# Roads/Arena



## Taffieboy1 (5 May 2017)

When I started with my first horse 20+ years ago I would be out hacking alone everywhere possible from an hour up to 3 hours 5/6 days a week, of course roads and drivers were so different in that time period. It's such a shame that it's how it is these days, at my yard is 40 horse an at least 50% of them if not more never hack out, just ride in the arena 3 or 4 days a week for 30-45 minutes, and if asked why they actually say hacking is to dangerous these days and to many accidents and near misses ect, so sad it has come to this. Do any of you guys no longer hack out due to same reasons?  Would the pony/horse not become somewhat shut down-switched off from circles circles circles 3 or 4 days a week, think I personally would.


----------



## HunkyDory (5 May 2017)

I think it is more difficult if the yard doesn't have direct access to off road hacking and there is road work needed to get to it.  In an ideal world, I would like to think that if I couldn't hack out because I had to ride a mile or so on the roads and didn't trust it, then I would try and do some ride-outs where people meet up for that purpose and transport their horses.  Sharing a horse box with someone, keeping the cost down.  I don't think I would keep a horse if I could only ever school it and never hack out.  They are so different when riding out, especially with other horses.  You can feel their excitement and I think it is good for their physical and mental health to have that variety.


----------



## lamlyn2012 (5 May 2017)

I've had my own horses for over 30 years and in that time the roads have got far too busy and the cars have got faster. Some tractors are now huge compared to the size they used to be. I no longer hack on roads but do have a couple of permits for horse only off road riding. It does mean travelling but I would rather do that than put my self and horse at risk. 
There is also local forestry riding not too far away but pick my times to go there to avoid mountain bikers and out of control dogs. (Not saying all bikers/dog walkers are an issue but some definitly are). 
I do think it's hard for horse riders but I would never own a horse just to ride in circles in a manege. I think manege work is quite demanding and puts strain on joints. Also , imo, horses need stimulation and a variety of terrain for their well being. 
Would be lovely if more farmers would provide field margins for horse riders on a permit basis. 
I had a short stay on a livery yard a couple of years ago due to house move and was amazed at how many people just rode in the school even though there was lovely off road riding.


----------



## kamili (5 May 2017)

I've stopped hacking too cos of the roads. I'd rather travel to somewhere that has off road hacking. 
People are just rude, dangerous and nasty on some of the roads. on too many occasions to list I have been verbally abused, driven at speed at, had horns blown at me and all sorts over the last 10 years.

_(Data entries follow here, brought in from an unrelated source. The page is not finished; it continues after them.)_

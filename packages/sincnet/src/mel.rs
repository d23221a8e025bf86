//! Mel-scale initialization of the filter cutoffs.
//!
//! Only used once, at construction: the learnable parameters are seeded from
//! [`band_edges`] and afterwards live on their own.

use crate::constants::{LOWEST_CUTOFF_HZ, MEL_BREAK_HZ, MEL_SCALE, NYQUIST_MARGIN_HZ};

#[inline]
pub fn hz_to_mel(hz: f64) -> f64 {
    MEL_SCALE * (1.0 + hz / MEL_BREAK_HZ).log10()
}

#[inline]
pub fn mel_to_hz(mel: f64) -> f64 {
    MEL_BREAK_HZ * (10f64.powf(mel / MEL_SCALE) - 1.0)
}

/// `n_filt` frequencies (Hz) equally spaced on the mel axis, from mel value
/// `fmin` up to the mel value of Nyquist.
///
/// `fmin` is a point on the mel axis, not a frequency: the grid starts at
/// `mel_to_hz(fmin)`.
pub fn mel_points(sample_rate: f64, n_filt: usize, fmin: f64) -> Vec<f64> {
    let high_mel = hz_to_mel(sample_rate / 2.0);
    linspace(fmin, high_mel, n_filt)
        .into_iter()
        .map(mel_to_hz)
        .collect()
}

/// Lower / upper cutoffs (Hz) for each filter.
///
/// Filter `i` spans from its left neighbour's point to its right neighbour's
/// point, so adjacent filters overlap. The outermost edges are pinned to
/// [`LOWEST_CUTOFF_HZ`] and `fs / 2 - NYQUIST_MARGIN_HZ`.
pub fn band_edges(f_cos: &[f64], sample_rate: f64) -> (Vec<f64>, Vec<f64>) {
    let n = f_cos.len();
    if n == 0 {
        return (Vec::new(), Vec::new());
    }

    let mut b1: Vec<f64> = (0..n).map(|i| f_cos[(i + n - 1) % n]).collect();
    let mut b2: Vec<f64> = (0..n).map(|i| f_cos[(i + 1) % n]).collect();
    b1[0] = LOWEST_CUTOFF_HZ;
    b2[n - 1] = sample_rate / 2.0 - NYQUIST_MARGIN_HZ;
    (b1, b2)
}

/// Initial `(filt_b1, filt_band)` as fractions of the sample rate.
pub fn init_params(sample_rate: f64, n_filt: usize, fmin: f64) -> (Vec<f32>, Vec<f32>) {
    let f_cos = mel_points(sample_rate, n_filt, fmin);
    let (b1, b2) = band_edges(&f_cos, sample_rate);

    let filt_b1 = b1.iter().map(|&lo| (lo / sample_rate) as f32).collect();
    let filt_band = b1
        .iter()
        .zip(&b2)
        .map(|(&lo, &hi)| ((hi - lo) / sample_rate) as f32)
        .collect();
    (filt_b1, filt_band)
}

// numpy-style linspace: endpoints included, a single step yields `start`
fn linspace(start: f64, stop: f64, steps: usize) -> Vec<f64> {
    match steps {
        0 => Vec::new(),
        1 => vec![start],
        _ => {
            let step = (stop - start) / (steps - 1) as f64;
            let mut out: Vec<f64> = (0..steps).map(|i| start + i as f64 * step).collect();
            out[steps - 1] = stop;
            out
        }
    }
}

#[cfg(test)]
mod tests {
    use super::*;

    #[test]
    fn mel_round_trip() {
        for hz in [0.0, 30.0, 440.0, 1000.0, 7900.0, 22_050.0] {
            let back = mel_to_hz(hz_to_mel(hz));
            assert!((back - hz).abs() < 1e-6 * hz.max(1.0), "{hz} -> {back}");
        }
    }

    #[test]
    fn mel_of_1000hz_is_about_1000() {
        assert!((hz_to_mel(1000.0) - 1000.0).abs() < 0.5);
    }

    #[test]
    fn points_strictly_increase() {
        for &(fs, n, fmin) in &[
            (8_000.0, 2, 80.0),
            (16_000.0, 4, 80.0),
            (16_000.0, 80, 80.0),
            (44_100.0, 128, 0.0),
            (22_050.0, 40, 300.0),
        ] {
            let pts = mel_points(fs, n, fmin);
            assert_eq!(pts.len(), n);
            assert!(
                pts.windows(2).all(|w| w[0] < w[1]),
                "not increasing for fs={fs} n={n}"
            );
        }
    }

    #[test]
    fn points_span_fmin_to_nyquist() {
        let pts = mel_points(16_000.0, 10, 80.0);
        assert!((pts[0] - mel_to_hz(80.0)).abs() < 1e-9);
        assert!((pts[9] - 8_000.0).abs() < 1e-6);
    }

    #[test]
    fn single_filter_uses_fmin() {
        let pts = mel_points(16_000.0, 1, 80.0);
        assert_eq!(pts, vec![mel_to_hz(80.0)]);
    }

    #[test]
    fn band_edges_shift_and_clamp() {
        let f = [100.0, 200.0, 300.0, 400.0];
        let (b1, b2) = band_edges(&f, 16_000.0);
        assert_eq!(b1, vec![30.0, 100.0, 200.0, 300.0]);
        assert_eq!(b2, vec![200.0, 300.0, 400.0, 7_900.0]);
    }

    #[test]
    fn band_edges_single_filter() {
        let (b1, b2) = band_edges(&[500.0], 16_000.0);
        assert_eq!(b1, vec![30.0]);
        assert_eq!(b2, vec![7_900.0]);
    }

    #[test]
    fn init_params_match_reference_bands() {
        // f_cos = [51.4958, 1000.0334, 3145.8147, 8000.0] Hz
        let (b1, band) = init_params(16_000.0, 4, 80.0);
        let want_b1 = [0.001_875, 0.003_218_487_4, 0.062_502_088, 0.196_613_42];
        let want_band = [0.060_627_088, 0.193_394_93, 0.437_497_9, 0.297_136_58];
        for (got, want) in b1.iter().zip(want_b1).chain(band.iter().zip(want_band)) {
            assert!((got - want).abs() < 1e-7, "{b1:?} {band:?}");
        }
    }

    #[test]
    fn init_params_are_fractions_of_fs() {
        let (b1, band) = init_params(16_000.0, 4, 80.0);
        assert_eq!(b1.len(), 4);
        assert_eq!(band.len(), 4);
        assert!((b1[0] - 30.0 / 16_000.0).abs() < 1e-9);
        assert!(band.iter().all(|&b| b > 0.0 && b < 0.5));
        // last filter ends at fs/2 - 100
        let top = b1[3] + band[3];
        assert!((top - 7_900.0 / 16_000.0).abs() < 1e-6);
    }
}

I always wear high viz and pull in wherever I can, and have passed the BHS road test too. One occasion I was signalling someone attempting to overtake at speed to slow down because there was a car coming the opposite direction. I had pulled in as much as I could onto a grass verge and my horse was spooking at the speed of this one. She proceeded to pull up and scream dogs abuse at me saying I was a liability and horses have no right to be on the road. whatsover. Despite there being a sign saying caution horses not ten meters down the road which she had already passed. I was shaking with the shock of it all afterwards as I was convinced she was going to drive into me and my horse at speed.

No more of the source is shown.